On Tuesday, August 30, news broke that Jackson, Mississippi–the state capitol and a metro area home to nearly 431,000 people—was in a water crisis. Residents were warned that water was undrinkable. This, as the heat index climbed to 120 degrees. By late Tuesday night, both Mississippi’s governor, Tate Reeves, and President Biden had declared state and federal emergencies. The National Guard had been dispensed to hand out water.

Mississippi is the Blackest state in the Union, with a population that is 37.8 percent African American. Jackson is no different; 82 percent of the city’s population is Black. The neglect of the city’s water supply is part of a much longer, older story of the state government’s abandonment of public works after the end of Jim Crow. After Brown v. Board of Education, white residents of Jackson fled rather than support integrated schools, and their tax dollars went with them. Jackson has a poverty rate of 24.5 percent, compared with the 11 percent national average. All of these things have led to a legacy of managed neglect that brought us to this current moment.

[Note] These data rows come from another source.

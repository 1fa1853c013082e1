//! A single WebSocket connection to a relay.

use super::message::{ClientMessage, RelayMessage};
use crate::{Error, Result};
use futures_util::{SinkExt, StreamExt};
use std::time::Duration;
use tokio::net::TcpStream;
use tokio_tungstenite::tungstenite::Message;
use tokio_tungstenite::{MaybeTlsStream, WebSocketStream, connect_async};
use tracing::{debug, trace};

type Stream = WebSocketStream<MaybeTlsStream<TcpStream>>;

/// An open relay connection speaking the client/relay frame protocol.
pub struct RelayConnection {
    url: String,
    stream: Stream,
}

impl RelayConnection {
    /// Opens a connection, giving up after `timeout`.
    ///
    /// # Errors
    ///
    /// Returns [`Error::OperationFailed`] if the handshake fails or times out.
    pub async fn connect(url: &str, timeout: Duration) -> Result<Self> {
        let (stream, _response) = tokio::time::timeout(timeout, connect_async(url))
            .await
            .map_err(|_| Error::operation("relay_connect", format!("{url}: timed out")))?
            .map_err(|e| Error::operation("relay_connect", format!("{url}: {e}")))?;

        debug!(relay = %url, "Relay connected");
        Ok(Self {
            url: url.to_string(),
            stream,
        })
    }

    /// The relay URL.
    #[must_use]
    pub fn url(&self) -> &str {
        &self.url
    }

    /// Sends one frame.
    ///
    /// # Errors
    ///
    /// Returns an error if the frame cannot be serialized or written.
    pub async fn send(&mut self, message: &ClientMessage<'_>) -> Result<()> {
        let frame = message.to_json()?;
        trace!(relay = %self.url, frame = %frame, "Sending frame");
        self.stream
            .send(Message::Text(frame))
            .await
            .map_err(|e| Error::operation("relay_send", format!("{}: {e}", self.url)))
    }

    /// Waits for the next relay message.
    ///
    /// Non-text frames and unparseable text frames are skipped. Returns
    /// `Ok(None)` once the relay closes the connection.
    ///
    /// # Errors
    ///
    /// Returns an error if the underlying socket fails.
    pub async fn next_message(&mut self) -> Result<Option<RelayMessage>> {
        while let Some(frame) = self.stream.next().await {
            let frame =
                frame.map_err(|e| Error::operation("relay_receive", format!("{}: {e}", self.url)))?;
            match frame {
                Message::Text(text) => match RelayMessage::parse(&text) {
                    Ok(message) => return Ok(Some(message)),
                    Err(e) => {
                        metrics::counter!("buzzword_relay_frames_malformed_total").increment(1);
                        debug!(relay = %self.url, error = %e, "Skipping relay frame");
                    },
                },
                Message::Close(_) => return Ok(None),
                _ => {},
            }
        }
        Ok(None)
    }

    /// Sends a close frame; errors are ignored since the peer may already be gone.
    pub async fn close(mut self) {
        if let Err(e) = self.stream.close(None).await {
            trace!(relay = %self.url, error = %e, "Close handshake failed");
        }
    }
}
//! # Buzzword
//!
//! Trending-phrase ranking bot for the Nostr public timeline.
//!
//! Buzzword reads short posts from a set of relays, folds part-of-speech
//! tagged tokens into candidate phrases, keeps a bounded one-hour window of
//! phrase observations, and periodically posts a top-10 ranking back to the
//! network. A post whose content is exactly the trigger phrase gets an
//! immediate full ranking as a reply.
//!
//! ## Pipeline
//!
//! ```text
//! relay pool --> session --(bounded queue)--> collector --> FrequencyStore
//!                  |                              |               |
//!                  | trigger                      | hourly        | snapshot
//!                  v                              v               v
//!              Publisher  <------------------  ranking  <---------+
//!                  |
//!                  +--> relay 1 .. relay N (concurrent, quorum = 1)
//! ```
//!
//! ## Example
//!
//! ```rust,ignore
//! use buzzword::services::{RankingMode, RankingPolicy, compute_ranking};
//! use buzzword::storage::FrequencyStore;
//!
//! let store = FrequencyStore::new(1000);
//! store.insert("猫", chrono::Utc::now());
//! let ranking = compute_ranking(&store, RankingMode::Full, &RankingPolicy::default());
//! ```

#![deny(clippy::all)]
#![warn(clippy::pedantic)]
#![warn(clippy::nursery)]
#![warn(missing_docs)]
#![forbid(unsafe_code)]
// multiple_crate_versions is inherently crate-level (detects duplicate transitive dependencies).
#![allow(clippy::multiple_crate_versions)]

use thiserror::Error as ThisError;

// Module declarations
pub mod cli;
pub mod config;
pub mod models;
pub mod nostr;
pub mod observability;
pub mod publish;
pub mod scheduler;
pub mod services;
pub mod storage;
pub mod tokenizer;

// Re-exports for convenience
pub use config::BuzzwordConfig;
pub use models::{NounKind, Observation, RankedItem, Token, TokenClass};
pub use publish::Publisher;
pub use services::{IngestPipeline, RankingMode, RankingPolicy, compute_ranking};
pub use storage::FrequencyStore;

/// Error type for buzzword operations.
///
/// # Error Variant Triggers
///
/// | Variant | Raised When | Recovery |
/// |---------|-------------|----------|
/// | `InsufficientData` | Fewer ranked groups than the publish minimum | Skip this cycle |
/// | `PublishFailed` | No relay accepted the summary | Next cycle retries |
/// | `RenderFailed` | Image rendering or upload failed | Abort that publish only |
/// | `ConfigLoad` | Ignore list or dictionary unreadable or malformed | Fallback, or fatal for a malformed dictionary |
/// | `InvalidInput` | Bad key material, malformed wire frames | Discard the input |
/// | `OperationFailed` | I/O, WebSocket, or signing failures | Logged by the caller |
#[derive(Debug, ThisError)]
pub enum Error {
    /// Too few distinct phrases survived the support threshold.
    #[error("insufficient data: {groups} ranked groups, {required} required")]
    InsufficientData {
        /// Number of groups that survived filtering.
        groups: usize,
        /// Minimum number of groups required to produce a ranking.
        required: usize,
    },

    /// Zero destinations accepted a published message.
    #[error("publish failed: no relay accepted the event ({attempted} attempted)")]
    PublishFailed {
        /// Number of destinations attempted.
        attempted: usize,
    },

    /// The word-cloud rendering or upload step failed.
    #[error("render failed: {0}")]
    RenderFailed(String),

    /// A startup file could not be loaded.
    ///
    /// Raised when:
    /// - The ignore list cannot be read (callers fall back to an empty set)
    /// - A custom dictionary line is malformed (fatal at startup)
    /// - The TOML configuration file cannot be parsed
    #[error("failed to load '{path}': {cause}")]
    ConfigLoad {
        /// The file that failed to load.
        path: String,
        /// The underlying cause.
        cause: String,
    },

    /// Invalid input was provided.
    ///
    /// Raised when:
    /// - A signing key is neither `nsec` bech32 nor 64 hex characters
    /// - A relay frame cannot be parsed
    #[error("invalid input: {0}")]
    InvalidInput(String),

    /// An operation failed.
    #[error("operation '{operation}' failed: {cause}")]
    OperationFailed {
        /// The operation that failed.
        operation: String,
        /// The underlying cause.
        cause: String,
    },
}

impl Error {
    /// Builds an [`Error::OperationFailed`] from an operation name and any displayable cause.
    pub fn operation(operation: &str, cause: impl std::fmt::Display) -> Self {
        Self::OperationFailed {
            operation: operation.to_string(),
            cause: cause.to_string(),
        }
    }
}

/// Result type alias for buzzword operations.
pub type Result<T> = std::result::Result<T, Error>;
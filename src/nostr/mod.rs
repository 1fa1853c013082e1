//! Nostr protocol plumbing.
//!
//! Event model and signing, key encodings, wire frames, a single relay
//! connection, and a multi-relay subscription pool.

mod event;
mod keys;
mod message;
mod pool;
mod relay;

pub use event::{Event, KIND_CHANNEL_MESSAGE, KIND_TEXT_NOTE, Tag, UnsignedEvent, tag};
pub use keys::{Keys, hex_to_npub, npub_to_hex};
pub use message::{ClientMessage, Filter, RelayMessage};
pub use pool::{ConnectionMonitor, EventSource, RelayPool, Subscription};
pub use relay::RelayConnection;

As pundits scrambled to blame different political parties for the current emergency, the people of Jackson did what Black people in Mississippi have always done: They got to work imagining radical ways to help one another. Mississippi is home to all of the problems I’ve mentioned above. But it’s also the birthplace of freedom–true freedom–in this country. Mississippi is Fannie Lou Hammer, the Freedom Riders, the Freedom Schools, and Hamer’s Freedom Farm Cooperative. These movements of the ’50s, ’60s, and ’70s formulated radical ideas about democracy, self-reliance, the environment, and history that the rest of the country has barely caught up to more than half a century later. The Mississippi imagined and inhabited by Black folks and their allies has always existed in the tension between those two spaces–the chains of the past and the boundless imagination of what a future freedom might look like.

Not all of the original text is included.